Does tuition paid to a not-for-profit preschool count toward the Child and Dependent Care Credit if I use the time my child is there to work?

 
1 Best answer

Accepted Solutions
macuser_22
Level 15

Does tuition paid to a not-for-profit preschool count toward the Child and Dependent Care Credit if I use the time my child is there to work?

Pre-school counts as child care so that you (and your spouse if married) can work.

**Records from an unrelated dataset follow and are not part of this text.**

//! Request normalization.
//!
//! Turns the raw transport variables and body of a request into canonical
//! [`Headers`], [`Cookies`] and a content negotiated [`ParsedBody`], bundled
//! in a [`Request`].

mod body;
mod cookies;
mod extra;
mod headers;
#[allow(clippy::module_inception, reason = "the request type lives next to its normalizers")]
mod request;

pub use body::ParsedBody;
pub use body::analyze_body;
pub use cookies::Cookies;
pub use cookies::extract_cookies;
pub use extra::ExtraData;
pub use extra::ExtraKey;
pub use headers::Headers;
pub use headers::RawVar;
pub use headers::canonical_name;
pub use headers::extract_headers;
pub use headers::find_header;
pub use headers::header_with_name;
pub use request::Request;
pub use request::RequestBuilder;
pub use request::remove_queries;
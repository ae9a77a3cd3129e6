//! The per-request response builder.

use crate::protocol::ResponseError;
use crate::protocol::response::{CookieOptions, Payload};
use http::StatusCode;
use serde::Serialize;
use std::collections::BTreeMap;
use tracing::warn;

const CONTENT_TYPE: &str = "Content-Type";
const LOCATION: &str = "Location";
const SET_COOKIE: &str = "Set-Cookie";

/// Accumulates the status, headers, cookies and body of one response.
///
/// Every builder method returns `&mut Self` so calls chain. Once [`end`](Response::end)
/// has been called the response is sealed and further mutations are ignored.
///
/// # Example
/// ```
/// use micro_route_http::protocol::{CookieOptions, Response};
/// use serde_json::json;
///
/// let mut response = Response::new();
/// response.status(201).cookie("sid", "abc", CookieOptions::new().path("/")).json(json!({"id": 7}));
///
/// let dump = response.dump();
/// assert_eq!(dump.status_code, Some(201));
/// assert_eq!(dump.headers["Content-Type"], "application/json");
/// assert_eq!(dump.headers["Set-Cookie"], "sid=abc; Path=/;");
/// assert_eq!(dump.body, vec![r#"{"id":7}"#]);
/// ```
#[derive(Debug, Clone, Default)]
pub struct Response {
    status_code: Option<u16>,
    headers: BTreeMap<String, String>,
    body: Vec<String>,
    cookies: Vec<String>,
    ended: bool,
}

/// A snapshot of a [`Response`], for inspection and tests.
#[derive(Debug, Clone, PartialEq, Eq, Serialize)]
#[serde(rename_all = "camelCase")]
pub struct Dump {
    pub status_code: Option<u16>,
    pub headers: BTreeMap<String, String>,
    pub body: Vec<String>,
}

impl Response {
    pub fn new() -> Self {
        Self::default()
    }

    pub fn status(&mut self, code: u16) -> &mut Self {
        if self.writable("status") {
            self.status_code = Some(code);
        }
        self
    }

    /// Sets a header, replacing any header with the same name regardless of case.
    ///
    /// Setting `Set-Cookie` this way also records the value as an emitted cookie.
    pub fn header(&mut self, name: impl Into<String>, value: impl Into<String>) -> &mut Self {
        if self.writable("header") {
            self.put_header(name.into(), value.into());
        }
        self
    }

    pub fn content_type(&mut self, value: impl Into<String>) -> &mut Self {
        self.header(CONTENT_TYPE, value)
    }

    pub fn remove_header(&mut self, name: &str) -> &mut Self {
        if self.writable("remove_header") {
            self.headers.retain(|key, _| !key.eq_ignore_ascii_case(name));
            if name.eq_ignore_ascii_case(SET_COOKIE) {
                self.cookies.clear();
            }
        }
        self
    }

    /// Appends `content` to the body as one chunk, see [`Payload`].
    pub fn send(&mut self, content: impl Payload) -> &mut Self {
        if self.writable("send") {
            self.body.push(content.into_chunk());
        }
        self
    }

    /// Declares a JSON body, then appends `content` like [`send`](Response::send).
    pub fn json(&mut self, content: impl Payload) -> &mut Self {
        self.content_type(mime::APPLICATION_JSON.as_ref()).send(content)
    }

    /// Sets the status code and the `Location` header; `path` is used verbatim.
    pub fn redirect(&mut self, code: u16, path: impl Into<String>) -> &mut Self {
        self.status(code).header(LOCATION, path)
    }

    /// Sets a cookie, see [`CookieOptions::to_set_cookie`] for the format.
    pub fn cookie(&mut self, name: &str, value: &str, options: CookieOptions) -> &mut Self {
        self.header(SET_COOKIE, options.to_set_cookie(name, value))
    }

    /// Sets a cookie with an empty value.
    pub fn clear_cookie(&mut self, name: &str, options: CookieOptions) -> &mut Self {
        self.cookie(name, "", options)
    }

    /// Seals the response, later mutations are ignored.
    pub fn end(&mut self) -> &mut Self {
        self.ended = true;
        self
    }

    #[inline]
    pub fn is_ended(&self) -> bool {
        self.ended
    }

    pub fn status_code(&self) -> Option<u16> {
        self.status_code
    }

    pub fn get_header(&self, name: &str) -> Option<&str> {
        self.headers.iter().find(|(key, _)| key.eq_ignore_ascii_case(name)).map(|(_, value)| value.as_str())
    }

    pub fn has_header(&self, name: &str) -> bool {
        self.get_header(name).is_some()
    }

    pub fn headers(&self) -> &BTreeMap<String, String> {
        &self.headers
    }

    /// Every `Set-Cookie` value emitted so far, oldest first.
    pub fn cookies(&self) -> &[String] {
        &self.cookies
    }

    pub fn body(&self) -> &[String] {
        &self.body
    }

    pub fn dump(&self) -> Dump {
        Dump { status_code: self.status_code, headers: self.headers.clone(), body: self.body.clone() }
    }

    /// Converts the accumulated state into an `http::Response` for the transport.
    ///
    /// The status defaults to `200 OK`, every emitted cookie becomes its own
    /// `Set-Cookie` line and the body chunks are concatenated.
    ///
    /// # Errors
    /// Fails when the status code is out of range or a header name or value is
    /// not valid HTTP.
    pub fn into_http(self) -> Result<http::Response<String>, ResponseError> {
        let code = self.status_code.unwrap_or(StatusCode::OK.as_u16());
        let status = StatusCode::from_u16(code).map_err(|e| ResponseError::invalid_status(code, e))?;

        let mut builder = http::Response::builder().status(status);
        for (name, value) in self.headers.iter().filter(|(name, _)| !name.eq_ignore_ascii_case(SET_COOKIE)) {
            builder = builder.header(name.as_str(), value.as_str());
        }
        for cookie in &self.cookies {
            builder = builder.header(http::header::SET_COOKIE, cookie.as_str());
        }

        Ok(builder.body(self.body.concat())?)
    }

    fn put_header(&mut self, name: String, value: String) {
        if name.eq_ignore_ascii_case(SET_COOKIE) {
            self.cookies.push(value.clone());
        }
        self.headers.retain(|key, _| !key.eq_ignore_ascii_case(&name));
        self.headers.insert(name, value);
    }

    fn writable(&self, operation: &str) -> bool {
        if self.ended {
            warn!(operation, "response has ended, ignore the mutation");
        }
        !self.ended
    }
}

#[cfg(test)]
mod tests {
    use super::*;
    use crate::protocol::Json;
    use serde_json::json;

    fn full_options() -> CookieOptions {
        CookieOptions::new().domain("sub.example.com").path("/dir").max_age(0).secure(true).http_only(true)
    }

    #[test]
    fn test_new_response_is_empty() {
        let dump = Response::new().dump();

        assert_eq!(dump.status_code, None);
        assert!(dump.headers.is_empty());
        assert!(dump.body.is_empty());
    }

    #[test]
    fn test_send_empty_string() {
        let dump = Response::new().send("").dump();

        assert_eq!(dump.body.len(), 1);
        assert_eq!(dump.body[0], "");
        assert!(dump.headers.is_empty());
    }

    #[test]
    fn test_send_map_as_json() {
        let dump = Response::new().send(json!({"foo": "bar", "zoo": 1})).dump();

        assert_eq!(dump.body[0], r#"{"foo":"bar","zoo":1}"#);
    }

    #[test]
    fn test_send_record_as_json() {
        #[derive(Serialize)]
        struct Record {
            foo: &'static str,
            zoo: i32,
        }

        let dump = Response::new().send(Json(Record { foo: "bar", zoo: 1 })).dump();

        assert_eq!(dump.body[0], r#"{"foo":"bar","zoo":1}"#);
    }

    #[test]
    fn test_send_appends_chunks() {
        let dump = Response::new().send("a").send(2_u8).send("").send("c").dump();

        assert_eq!(dump.body, vec!["a", "2", "", "c"]);
    }

    #[test]
    fn test_json_adds_a_header() {
        let dump = Response::new().json("").dump();

        assert_eq!(dump.headers.len(), 1);
        assert_eq!(dump.headers["Content-Type"], "application/json");
        assert_eq!(dump.body, vec![""]);
    }

    #[test]
    fn test_json_serializes_structures() {
        let dump = Response::new().json(json!({"foo": "bar", "zoo": 1})).dump();
        assert_eq!(dump.body[0], r#"{"foo":"bar","zoo":1}"#);

        let dump = Response::new().json(Json(BTreeMap::from([("foo", "bar")]))).dump();
        assert_eq!(dump.body[0], r#"{"foo":"bar"}"#);
    }

    #[test]
    fn test_redirect() {
        let dump = Response::new().redirect(301, "/foo").dump();

        assert_eq!(dump.status_code, Some(301));
        assert_eq!(dump.headers.len(), 1);
        assert_eq!(dump.headers["Location"], "/foo");
    }

    #[test]
    fn test_cookie() {
        let dump = Response::new().cookie("foo", "bar", CookieOptions::new()).dump();

        assert_eq!(dump.headers.len(), 1);
        assert_eq!(dump.headers["Set-Cookie"], "foo=bar");
    }

    #[test]
    fn test_cookie_flags() {
        let secure = Response::new().cookie("foo", "bar", CookieOptions::new().secure(true)).dump();
        assert_eq!(secure.headers.len(), 1);
        assert_eq!(secure.headers["Set-Cookie"], "foo=bar; Secure;");

        let http_only = Response::new().cookie("foo", "bar", CookieOptions::new().http_only(true)).dump();
        assert_eq!(http_only.headers.len(), 1);
        assert_eq!(http_only.headers["Set-Cookie"], "foo=bar; HttpOnly;");
    }

    #[test]
    fn test_cookie_flags_from_loose_options() {
        for options in [json!({"secure": 1}), json!({"secure": true})] {
            let options = serde_json::from_value::<CookieOptions>(options).unwrap();
            let dump = Response::new().cookie("foo", "bar", options).dump();
            assert_eq!(dump.headers["Set-Cookie"], "foo=bar; Secure;");
        }

        for options in [json!({"httpOnly": 1}), json!({"httpOnly": true})] {
            let options = serde_json::from_value::<CookieOptions>(options).unwrap();
            let dump = Response::new().cookie("foo", "bar", options).dump();
            assert_eq!(dump.headers["Set-Cookie"], "foo=bar; HttpOnly;");
        }
    }

    #[test]
    fn test_cookie_with_all_options() {
        let dump = Response::new().cookie("foo", "bar", full_options()).dump();

        assert_eq!(dump.headers.len(), 1);
        assert_eq!(dump.headers["Set-Cookie"], "foo=bar; Domain=sub.example.com; Path=/dir; Max-Age=0; Secure; HttpOnly;");
    }

    #[test]
    fn test_clear_cookie() {
        let dump = Response::new().clear_cookie("foo", full_options()).dump();

        assert_eq!(dump.headers.len(), 1);
        assert_eq!(dump.headers["Set-Cookie"], "foo=; Domain=sub.example.com; Path=/dir; Max-Age=0; Secure; HttpOnly;");
    }

    #[test]
    fn test_last_cookie_wins_in_headers() {
        let mut response = Response::new();
        response.cookie("a", "1", CookieOptions::new()).cookie("b", "2", CookieOptions::new());

        assert_eq!(response.dump().headers["Set-Cookie"], "b=2");
        assert_eq!(response.cookies(), ["a=1", "b=2"]);
    }

    #[test]
    fn test_header_names_ignore_case() {
        let mut response = Response::new();
        response.header("content-type", "text/plain").content_type("text/html");

        assert_eq!(response.headers().len(), 1);
        assert_eq!(response.get_header("CONTENT-TYPE"), Some("text/html"));
        assert!(response.has_header("Content-Type"));

        response.remove_header("content-TYPE");
        assert!(!response.has_header("Content-Type"));
    }

    #[test]
    fn test_remove_set_cookie_forgets_cookies() {
        let mut response = Response::new();
        response.cookie("a", "1", CookieOptions::new()).remove_header("set-cookie");

        assert!(response.cookies().is_empty());
        assert!(response.headers().is_empty());
    }

    #[test]
    fn test_ended_response_ignores_mutations() {
        let mut response = Response::new();
        response.status(200).send("done").end();

        response.status(500).header("X-Late", "1").send("late").cookie("a", "1", CookieOptions::new());

        assert!(response.is_ended());
        assert_eq!(response.status_code(), Some(200));
        assert_eq!(response.body(), ["done"]);
        assert!(response.headers().is_empty());
        assert!(response.cookies().is_empty());
    }

    #[test]
    fn test_dump_serializes_camel_case() {
        let dump = Response::new().redirect(302, "/login").dump();

        assert_eq!(
            serde_json::to_value(dump).unwrap(),
            json!({"statusCode": 302, "headers": {"Location": "/login"}, "body": []})
        );
    }

    #[test]
    fn test_into_http() {
        let mut response = Response::new();
        response
            .status(404)
            .content_type("text/plain")
            .cookie("a", "1", CookieOptions::new())
            .cookie("b", "2", CookieOptions::new().http_only(true))
            .send("not ")
            .send("found");

        let response = response.into_http().unwrap();

        assert_eq!(response.status(), StatusCode::NOT_FOUND);
        assert_eq!(response.headers()[http::header::CONTENT_TYPE], "text/plain");
        let cookies =
            response.headers().get_all(http::header::SET_COOKIE).iter().map(|v| v.to_str().unwrap()).collect::<Vec<_>>();
        assert_eq!(cookies, ["a=1", "b=2; HttpOnly;"]);
        assert_eq!(response.body(), "not found");
    }

    #[test]
    fn test_into_http_defaults_to_ok() {
        let response = Response::new().into_http().unwrap();

        assert_eq!(response.status(), StatusCode::OK);
        assert!(response.headers().is_empty());
        assert_eq!(response.body(), "");
    }

    #[test]
    fn test_into_http_rejects_invalid_state() {
        let mut response = Response::new();
        response.status(42);
        assert!(matches!(response.into_http(), Err(ResponseError::InvalidStatus { code: 42, .. })));

        let mut response = Response::new();
        response.header("Bad Header", "x");
        assert!(matches!(response.into_http(), Err(ResponseError::Http { .. })));
    }
}
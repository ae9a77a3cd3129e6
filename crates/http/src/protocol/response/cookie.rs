use serde::{Deserialize, Deserializer};
use serde_json::Value;

/// Attributes of a `Set-Cookie` header.
///
/// Options can be built fluently or deserialized from loose key/value data
/// such as `{"domain": "example.com", "maxAge": 0, "secure": 1}`. Unknown keys
/// are ignored, `domain`/`path`/`maxAge` accept any scalar and the
/// `secure`/`httpOnly` flags accept any truthy value.
///
/// # Example
/// ```
/// use micro_route_http::protocol::CookieOptions;
///
/// let options = CookieOptions::new().path("/").http_only(true);
/// assert_eq!(options.to_set_cookie("sid", "abc"), "sid=abc; Path=/; HttpOnly;");
/// ```
#[derive(Debug, Clone, Default, PartialEq, Eq, Deserialize)]
#[serde(rename_all = "camelCase", default)]
pub struct CookieOptions {
    #[serde(deserialize_with = "scalar_text")]
    domain: Option<String>,
    #[serde(deserialize_with = "scalar_text")]
    path: Option<String>,
    #[serde(deserialize_with = "scalar_text")]
    max_age: Option<String>,
    #[serde(deserialize_with = "truthy")]
    secure: bool,
    #[serde(deserialize_with = "truthy")]
    http_only: bool,
}

impl CookieOptions {
    pub fn new() -> Self {
        Self::default()
    }

    pub fn domain(mut self, domain: impl Into<String>) -> Self {
        self.domain = Some(domain.into());
        self
    }

    pub fn path(mut self, path: impl Into<String>) -> Self {
        self.path = Some(path.into());
        self
    }

    pub fn max_age(mut self, seconds: i64) -> Self {
        self.max_age = Some(seconds.to_string());
        self
    }

    pub fn secure(mut self, secure: bool) -> Self {
        self.secure = secure;
        self
    }

    pub fn http_only(mut self, http_only: bool) -> Self {
        self.http_only = http_only;
        self
    }

    /// Serializes a `Set-Cookie` value.
    ///
    /// Attributes always come in the order `Domain`, `Path`, `Max-Age`,
    /// `Secure`, `HttpOnly`, separated by `"; "`. A trailing `;` closes the
    /// value as soon as one attribute is present.
    pub fn to_set_cookie(&self, name: &str, value: &str) -> String {
        let mut cookie = format!("{name}={value}");
        let mut has_attribute = false;

        let mut push = |attribute: &str| {
            cookie.push_str("; ");
            cookie.push_str(attribute);
            has_attribute = true;
        };

        if let Some(domain) = &self.domain {
            push(&format!("Domain={domain}"));
        }
        if let Some(path) = &self.path {
            push(&format!("Path={path}"));
        }
        if let Some(max_age) = &self.max_age {
            push(&format!("Max-Age={max_age}"));
        }
        if self.secure {
            push("Secure");
        }
        if self.http_only {
            push("HttpOnly");
        }

        if has_attribute {
            cookie.push(';');
        }
        cookie
    }
}

/// Strings are kept, numbers and booleans are written out, `null` and
/// collections count as absent.
fn scalar_text<'de, D: Deserializer<'de>>(deserializer: D) -> Result<Option<String>, D::Error> {
    let value = Value::deserialize(deserializer)?;
    Ok(match value {
        Value::String(text) => Some(text),
        Value::Number(number) => Some(number.to_string()),
        Value::Bool(true) => Some("1".to_owned()),
        Value::Bool(false) => Some(String::new()),
        Value::Null | Value::Array(_) | Value::Object(_) => None,
    })
}

/// `false`, `null`, `0`, `""`, `"0"` and empty collections are false, anything else is true.
fn truthy<'de, D: Deserializer<'de>>(deserializer: D) -> Result<bool, D::Error> {
    let value = Value::deserialize(deserializer)?;
    Ok(match value {
        Value::Null => false,
        Value::Bool(flag) => flag,
        Value::Number(number) => number.as_f64().is_some_and(|n| n != 0.0),
        Value::String(text) => !(text.is_empty() || text == "0"),
        Value::Array(items) => !items.is_empty(),
        Value::Object(entries) => !entries.is_empty(),
    })
}

#[cfg(test)]
mod tests {
    use super::*;
    use serde_json::json;

    fn options(value: Value) -> CookieOptions {
        serde_json::from_value(value).unwrap()
    }

    #[test]
    fn test_without_options() {
        assert_eq!(CookieOptions::new().to_set_cookie("foo", "bar"), "foo=bar");
    }

    #[test]
    fn test_single_attribute() {
        assert_eq!(CookieOptions::new().domain("example.com").to_set_cookie("foo", "bar"), "foo=bar; Domain=example.com;");
        assert_eq!(CookieOptions::new().max_age(3600).to_set_cookie("foo", "bar"), "foo=bar; Max-Age=3600;");
    }

    #[test]
    fn test_attribute_order() {
        let options = CookieOptions::new().http_only(true).secure(true).max_age(0).path("/dir").domain("sub.example.com");

        assert_eq!(
            options.to_set_cookie("foo", "bar"),
            "foo=bar; Domain=sub.example.com; Path=/dir; Max-Age=0; Secure; HttpOnly;"
        );
    }

    #[test]
    fn test_deserialize_loose_options() {
        let options = options(json!({
            "domain": "sub.example.com",
            "path": "/dir",
            "maxAge": 0,
            "secure": true,
            "httpOnly": true,
            "sameSite": "Strict"
        }));

        assert_eq!(options, CookieOptions::new().domain("sub.example.com").path("/dir").max_age(0).secure(true).http_only(true));
    }

    #[test]
    fn test_deserialize_truthy_flags() {
        assert_eq!(options(json!({"secure": 1})), CookieOptions::new().secure(true));
        assert_eq!(options(json!({"secure": true})), CookieOptions::new().secure(true));
        assert_eq!(options(json!({"httpOnly": 1})), CookieOptions::new().http_only(true));
        assert_eq!(options(json!({"httpOnly": "yes"})), CookieOptions::new().http_only(true));

        assert_eq!(options(json!({"secure": 0})), CookieOptions::new());
        assert_eq!(options(json!({"secure": false})), CookieOptions::new());
        assert_eq!(options(json!({"secure": "0"})), CookieOptions::new());
        assert_eq!(options(json!({"secure": null})), CookieOptions::new());
        assert_eq!(options(json!({})), CookieOptions::new());
    }

    #[test]
    fn test_deserialize_scalar_attributes() {
        let loose = options(json!({"maxAge": "3600", "domain": 5}));
        assert_eq!(loose.to_set_cookie("foo", "bar"), "foo=bar; Domain=5; Max-Age=3600;");

        assert_eq!(options(json!({"maxAge": 3600})), CookieOptions::new().max_age(3600));
        assert_eq!(options(json!({"path": null, "domain": ["a"]})), CookieOptions::new());
    }
}
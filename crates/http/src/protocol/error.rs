use thiserror::Error;

#[derive(Error, Debug, PartialEq, Eq)]
pub enum RequestError {
    #[error("unsupported http method: {method}")]
    InvalidMethod { method: String },
}

impl RequestError {
    pub fn invalid_method<S: ToString>(method: S) -> Self {
        Self::InvalidMethod { method: method.to_string() }
    }
}

/// Errors raised while turning a [`Response`](crate::protocol::Response) into an `http::Response`.
///
/// Building the response itself never fails; problems only surface once the
/// accumulated state has to satisfy the `http` crate's invariants.
#[derive(Error, Debug)]
pub enum ResponseError {
    #[error("invalid status code {code}: {reason}")]
    InvalidStatus { code: u16, reason: String },

    #[error("http error: {source}")]
    Http {
        #[from]
        source: http::Error,
    },
}

impl ResponseError {
    pub fn invalid_status<S: ToString>(code: u16, reason: S) -> Self {
        Self::InvalidStatus { code, reason: reason.to_string() }
    }
}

See this IRS Pub For requirements:  https://www.irs.gov/publications/p17/ch32.html#en_US_2015_publink1000174334

Education.   Expenses for a child in nursery school, preschool, or similar programs for children below the level of kindergarten are expenses for care. Expenses to attend kindergarten or a higher grade are not expenses for care. Do not use these expenses to figure your credit.   However, expenses for before- or after-school care of a child in kindergarten or a higher grade may be expenses for care.   Summer school and tutoring programs are not for care.


Example 1.

You take your 3-year-old child to a nursery school that provides lunch and educational activities as a part of its preschool childcare service. The lunch and educational activities are incidental to the childcare, and their cost can't be separated from the cost of care. You can count the total cost when you figure the credit.

Example 2.

You place your 10-year-old child in a boarding school so you can work full time. Only the part of the boarding school expense that is for the care of your child is a work-related expense. You can count that part of the expense in figuring your credit if it can be separated from the cost of education. You cannot count any part of the amount you pay the school for your child's education.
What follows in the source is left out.